> **PROBLEM REQUIREMENTS**: Below are entries. Pull out all lines containing "must".

== PROVIDED ENTRIES ==

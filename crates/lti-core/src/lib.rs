//! lti-core: shared foundation for the LTI analysis engines.
//!
//! Contains:
//! - numeric (Real + tolerances + float helpers)
//! - polynomial (real-coefficient polynomials, arithmetic, root finding)
//! - transfer_function (validated rational transfer functions)
//! - complex (serializable complex points)
//! - sweep (linear and logarithmic grids)
//! - error (shared error types)

pub mod complex;
pub mod error;
pub mod numeric;
pub mod polynomial;
pub mod sweep;
pub mod transfer_function;

// Re-exports: nice ergonomics for downstream crates
pub use complex::ComplexPoint;
pub use error::{LtiError, LtiResult};
pub use num_complex::Complex64;
pub use numeric::*;
pub use polynomial::Polynomial;
pub use sweep::{linear_sweep, log_sweep, points_for_decades};
pub use transfer_function::TransferFunction;
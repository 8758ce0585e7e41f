//! Fixed-step driver with decimated recording and an optional stop predicate.

use crate::error::{SimError, SimResult};
use crate::integrator::{ForwardEuler, Integrator, RK4};
use crate::model::TransientModel;

#[derive(Clone, Copy, Debug, Default, PartialEq, Eq)]
pub enum IntegratorType {
    #[default]
    RK4,
    ForwardEuler,
}

#[derive(Clone, Debug)]
pub struct SimOptions {
    /// Step size, seconds
    pub dt: f64,
    pub t_end: f64,
    /// Hard cap on steps; the run ends early when it is reached
    pub max_steps: usize,
    /// Keep one state out of every `record_every` steps
    pub record_every: usize,
    pub integrator: IntegratorType,
}

impl Default for SimOptions {
    fn default() -> Self {
        Self {
            dt: 1e-3,
            t_end: 1.0,
            max_steps: 100_000,
            record_every: 10,
            integrator: IntegratorType::RK4,
        }
    }
}

/// Recorded trajectory. The initial and final states are always present.
#[derive(Clone, Debug)]
pub struct SimRecord<S> {
    pub t: Vec<f64>,
    pub x: Vec<S>,
    /// The stop predicate fired before `t_end`
    pub stopped_early: bool,
}

/// Run a fixed-step simulation to `t_end`.
pub fn run_sim<M: TransientModel>(
    model: &mut M,
    opts: &SimOptions,
) -> SimResult<SimRecord<M::State>> {
    run_sim_until(model, opts, |_, _| false)
}

/// Run a fixed-step simulation that ends at the first state for which
/// `stop(t, x)` holds; that state is recorded.
pub fn run_sim_until<M, F>(
    model: &mut M,
    opts: &SimOptions,
    stop: F,
) -> SimResult<SimRecord<M::State>>
where
    M: TransientModel,
    F: FnMut(f64, &M::State) -> bool,
{
    let x0 = model.initial_state();
    let (integrator, dt) = (opts.integrator, opts.dt);
    run_map_until(
        x0,
        opts,
        |t, x| match integrator {
            IntegratorType::RK4 => RK4.step(model, t, x, dt),
            IntegratorType::ForwardEuler => ForwardEuler.step(model, t, x, dt),
        },
        stop,
    )
}

/// Iterate a one-step map `x(k+1) = advance(t(k), x(k))` on the `opts` time
/// grid, with the recording and stop rules of [`run_sim_until`].
pub fn run_map_until<S, G, F>(
    x0: S,
    opts: &SimOptions,
    mut advance: G,
    mut stop: F,
) -> SimResult<SimRecord<S>>
where
    S: Clone,
    G: FnMut(f64, &S) -> SimResult<S>,
    F: FnMut(f64, &S) -> bool,
{
    if opts.dt <= 0.0 || !opts.dt.is_finite() {
        return Err(SimError::InvalidArg {
            what: "dt must be positive",
        });
    }
    if opts.t_end < 0.0 || !opts.t_end.is_finite() {
        return Err(SimError::InvalidArg {
            what: "t_end must be non-negative",
        });
    }
    if opts.max_steps == 0 {
        return Err(SimError::InvalidArg {
            what: "max_steps must be positive",
        });
    }
    if opts.record_every == 0 {
        return Err(SimError::InvalidArg {
            what: "record_every must be positive",
        });
    }

    let mut t = 0.0;
    let mut x = x0;

    let mut t_record = vec![t];
    let mut x_record = vec![x.clone()];
    let mut stopped_early = false;

    let mut step = 0;
    // half-step slack keeps float drift from adding a spurious extra step
    while t + 0.5 * opts.dt < opts.t_end && step < opts.max_steps {
        x = advance(t, &x)?;
        step += 1;
        t = step as f64 * opts.dt;

        if stop(t, &x) {
            stopped_early = true;
            break;
        }

        if step % opts.record_every == 0 {
            t_record.push(t);
            x_record.push(x.clone());
        }
    }

    if step % opts.record_every != 0 || stopped_early {
        t_record.push(t);
        x_record.push(x);
    }

    Ok(SimRecord {
        t: t_record,
        x: x_record,
        stopped_early,
    })
}
//! Trajectory integration over a grid of initial conditions.

use std::f64::consts::PI;

use lti_core::{Complex64, TransferFunction, linear_sweep};
use lti_sim::{IntegratorType, LinearModel, LinearScheme, SimOptions, StateSpace};
use nalgebra::DVector;
use rayon::prelude::*;
use serde::{Deserialize, Serialize};
use tracing::{debug, info_span};

use crate::classify::{EquilibriumAnalysis, classify_equilibrium};
use crate::error::{PortraitError, PortraitResult};

#[derive(Clone, Debug, Serialize, Deserialize)]
#[serde(default)]
pub struct PortraitOptions {
    /// Initial conditions span `[-grid_extent, grid_extent]` on both axes
    pub grid_extent: f64,
    pub grid_points: usize,
    /// Steps per trajectory
    pub steps: usize,
    /// RK4 is used while `dt · max|λ|` stays within this; stiffer systems
    /// are stepped exactly through the hold map
    pub fast_mode_fraction: f64,
    /// Horizon in multiples of the slowest decay time constant
    pub settling_multiple: f64,
    pub max_horizon: f64,
    /// Horizon for purely oscillatory systems, in periods of the slowest mode
    pub oscillation_periods: f64,
    pub fallback_horizon: f64,
    /// Integration stops outside `bounding_box_factor · grid_extent`
    pub bounding_box_factor: f64,
    /// Relative tolerance for treating a real or imaginary part as zero
    pub axis_tolerance: f64,
}

impl Default for PortraitOptions {
    fn default() -> Self {
        Self {
            grid_extent: 10.0,
            grid_points: 9,
            steps: 500,
            fast_mode_fraction: 0.2,
            settling_multiple: 5.0,
            max_horizon: 100.0,
            oscillation_periods: 5.0,
            fallback_horizon: 20.0,
            bounding_box_factor: 5.0,
            axis_tolerance: 1e-8,
        }
    }
}

/// One trajectory in the `(x, dx/dt)` plane.
#[derive(Clone, Debug, Default, PartialEq, Serialize, Deserialize)]
pub struct Trajectory {
    pub x: Vec<f64>,
    pub y: Vec<f64>,
}

#[derive(Clone, Debug, PartialEq, Serialize, Deserialize)]
pub struct PhasePortrait {
    pub message: String,
    pub trajectories: Vec<Trajectory>,
    pub equilibrium_analysis: EquilibriumAnalysis,
    /// Integration horizon in seconds
    pub horizon: f64,
}

/// Integration horizon from the eigenvalues.
///
/// `settling_multiple / σ` for the slowest non-zero decay or growth rate
/// `σ` (capped), otherwise `oscillation_periods` periods of the slowest
/// oscillation, otherwise `fallback_horizon`.
pub fn portrait_horizon(eigenvalues: &[Complex64], opts: &PortraitOptions) -> f64 {
    let zero = |v: f64, l: &Complex64| v.abs() <= opts.axis_tolerance * l.norm().max(1.0);
    let slowest_rate = eigenvalues
        .iter()
        .filter(|l| !zero(l.re, l))
        .map(|l| l.re.abs())
        .fold(f64::INFINITY, f64::min);
    if slowest_rate.is_finite() {
        return (opts.settling_multiple / slowest_rate).min(opts.max_horizon);
    }
    let slowest_freq = eigenvalues
        .iter()
        .filter(|l| !zero(l.im, l))
        .map(|l| l.im.abs())
        .fold(f64::INFINITY, f64::min);
    if slowest_freq.is_finite() {
        return opts.oscillation_periods * 2.0 * PI / slowest_freq;
    }
    opts.fallback_horizon
}

fn validate(opts: &PortraitOptions) -> PortraitResult<()> {
    if !(opts.grid_extent.is_finite() && opts.grid_extent > 0.0) {
        return Err(PortraitError::invalid("grid_extent must be positive"));
    }
    if opts.grid_points < 2 || opts.steps == 0 {
        return Err(PortraitError::invalid(
            "grid_points must be at least 2 and steps positive",
        ));
    }
    if !(opts.fast_mode_fraction > 0.0) {
        return Err(PortraitError::invalid("fast_mode_fraction must be positive"));
    }
    if !(opts.bounding_box_factor >= 1.0) {
        return Err(PortraitError::invalid("bounding_box_factor must be at least 1"));
    }
    Ok(())
}

/// Phase portrait of the autonomous companion realization of `num/den`.
///
/// Second-order and higher systems start from every grid point
/// `(x1, x2)` except the origin, with remaining states zero, and plot the
/// first two states. First-order systems start from the grid abscissae and
/// plot `(x, λx)`.
///
/// # Errors
///
/// `InvalidInput` for an improper or zero-order system, or invalid options.
pub fn phase_portrait(
    numerator: &[f64],
    denominator: &[f64],
    opts: &PortraitOptions,
) -> PortraitResult<PhasePortrait> {
    validate(opts)?;
    let tf = TransferFunction::new(numerator, denominator)?;
    if !tf.is_proper() {
        return Err(PortraitError::invalid(
            "numerator degree cannot exceed denominator degree",
        ));
    }
    let order = tf.order();
    if order == 0 {
        return Err(PortraitError::invalid("system must have at least one pole"));
    }

    let ss = StateSpace::companion(&tf)?;
    let eigenvalues = tf.poles()?;
    let equilibrium = classify_equilibrium(&eigenvalues, opts.axis_tolerance)
        .ok_or_else(|| PortraitError::invalid("system must have at least one pole"))?;
    let horizon = portrait_horizon(&eigenvalues, opts);
    let _span = info_span!("phase_portrait", order, horizon, kind = %equilibrium.kind).entered();

    let axis = linear_sweep(-opts.grid_extent, opts.grid_extent, opts.grid_points)?;
    let starts: Vec<(f64, f64)> = if order == 1 {
        axis.iter().filter(|x| **x != 0.0).map(|x| (*x, 0.0)).collect()
    } else {
        axis.iter()
            .flat_map(|x| axis.iter().map(move |y| (*x, *y)))
            .filter(|(x, y)| !(*x == 0.0 && *y == 0.0))
            .collect()
    };

    let dt = horizon / opts.steps as f64;
    let fastest = eigenvalues.iter().map(|l| l.norm()).fold(0.0, f64::max);
    let scheme = LinearScheme::for_step(dt, fastest, opts.fast_mode_fraction);
    debug!(dt, fastest, ?scheme, "portrait stepping");
    let sim_opts = SimOptions {
        dt,
        t_end: horizon,
        max_steps: opts.steps,
        record_every: 1,
        integrator: IntegratorType::RK4,
    };
    let bound = opts.bounding_box_factor * opts.grid_extent;

    let trajectories = starts
        .par_iter()
        .map(|&(x0, y0)| integrate(&ss, x0, y0, scheme, &sim_opts, bound))
        .collect::<PortraitResult<Vec<_>>>()?;
    debug!(trajectories = trajectories.len(), "phase portrait integrated");

    Ok(PhasePortrait {
        message: "Phase portrait data generated successfully.".to_string(),
        trajectories,
        equilibrium_analysis: equilibrium,
        horizon,
    })
}

fn integrate(
    ss: &StateSpace,
    x0: f64,
    y0: f64,
    scheme: LinearScheme,
    sim_opts: &SimOptions,
    bound: f64,
) -> PortraitResult<Trajectory> {
    let n = ss.order();
    let mut init = DVector::zeros(n);
    init[0] = x0;
    if n >= 2 {
        init[1] = y0;
    }
    let mut model = LinearModel::free(ss, init);
    let record = model.run_until(scheme, sim_opts, |_, x| {
        x.iter().take(2).any(|v| !v.is_finite() || v.abs() > bound)
    })?;

    let (x, y): (Vec<f64>, Vec<f64>) = if n >= 2 {
        record.x.iter().map(|s| (s[0], s[1])).unzip()
    } else {
        let rate = ss.a[(0, 0)];
        record.x.iter().map(|s| (s[0], rate * s[0])).unzip()
    };
    Ok(Trajectory { x, y })
}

===

> **RESPONSE**:
            what: "dt must be positive",
            what: "t_end must be non-negative",
            what: "max_steps must be positive",
            what: "record_every must be positive",
        return Err(PortraitError::invalid("grid_extent must be positive"));
            "grid_points must be at least 2 and steps positive",
        return Err(PortraitError::invalid("fast_mode_fraction must be positive"));
        return Err(PortraitError::invalid("bounding_box_factor must be at least 1"));
        return Err(PortraitError::invalid("system must have at least one pole"));
        .ok_or_else(|| PortraitError::invalid("system must have at least one pole"))?;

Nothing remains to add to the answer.